532 Views 23 Replies 5 Participants Last post by  Celeborn
Hi everyone,


I have a problem, and a friend told me that what the guys at AVS dont know about CRT isn't worth knowing, so here I am :)


First off, I'm very new to CRT projectors, I have only owned LCD projectors before, mainly because of my financial situation.

But, now I got my hands on what is 90% confirmed to be a Barco Data 3 from ca 1985.

I say 90% confirmed because it actually doesn't say anywhere on the machine what model number it is, just "Barco"...

But different "experts" in the area in the stores here in Sweden think its a Barco Data 3 from ca '85. I'll have to settle with that for now.


Now before I got this projector, I had the chance of testing it with a linedoubler, and it worked! Great I thought, I'll hook it up to my computer and save the money by not buying a linedoubler.

As most great ideas, it was great in theory but not so great in reality.

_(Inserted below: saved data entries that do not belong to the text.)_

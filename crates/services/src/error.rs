//! Shared error types for the services crate.

use thiserror::Error;

use practice_core::model::{CompletedSessionError, QuestionError, TestKind};
use storage::repository::StorageError;

/// Errors emitted while starting or driving a practice session.
#[derive(Debug, Error)]
#[non_exhaustive]
pub enum SessionError {
    #[error("a topic is required to start a session")]
    MissingTopic,
    #[error("no questions available for session")]
    EmptyQuestions,
    #[error("no session has been started")]
    NotStarted,
    #[error("session is not completed")]
    NotCompleted,
    #[error(transparent)]
    InvalidQuestion(#[from] QuestionError),
    #[error("session is a {expected} test but question {index} is {found}")]
    KindMismatch {
        expected: TestKind,
        found: TestKind,
        index: usize,
    },
    #[error(transparent)]
    Submit(#[from] SubmitError),
    #[error(transparent)]
    Storage(#[from] StorageError),
}

impl SessionError {
    /// True for the rejections `init` produces for bad arguments.
    #[must_use]
    pub fn is_invalid_init(&self) -> bool {
        matches!(
            self,
            SessionError::MissingTopic
                | SessionError::EmptyQuestions
                | SessionError::InvalidQuestion(_)
                | SessionError::KindMismatch { .. }
        )
    }
}

/// Errors emitted by the submit workflow.
#[derive(Debug, Error)]
#[non_exhaustive]
pub enum SubmitError {
    #[error("session is not active")]
    NotActive,
    #[error("a submission is already in progress")]
    InProgress,
    #[error("{answered} of {total} questions answered; confirm to submit anyway")]
    ConfirmationRequired { answered: usize, total: usize },
    #[error(transparent)]
    Record(#[from] CompletedSessionError),
    #[error(transparent)]
    Storage(#[from] StorageError),
}

impl SubmitError {
    /// Failures of the persistence effect; the session stays submittable after these.
    #[must_use]
    pub fn is_retryable(&self) -> bool {
        matches!(self, SubmitError::Storage(_))
    }
}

The projector cant seem to handle the signal sent by my graphics card!

(tried an ATI Radeon 9000 Mobility from my laptop and a GeForce 4600 from my desktop)

The only thing I get is a very distorted signal :(

I have of course tried every refresh rate the cards can deliver, everything from 60 to 85 Hertz.


I would really really like to be able to hook this baby up to the computer or else I'd have to run it without linedoubler.. eww...


So my question to you guys, is it at all possible for a projector of this age to handle any kind of signal from a modern computer? If so, what do I have to do?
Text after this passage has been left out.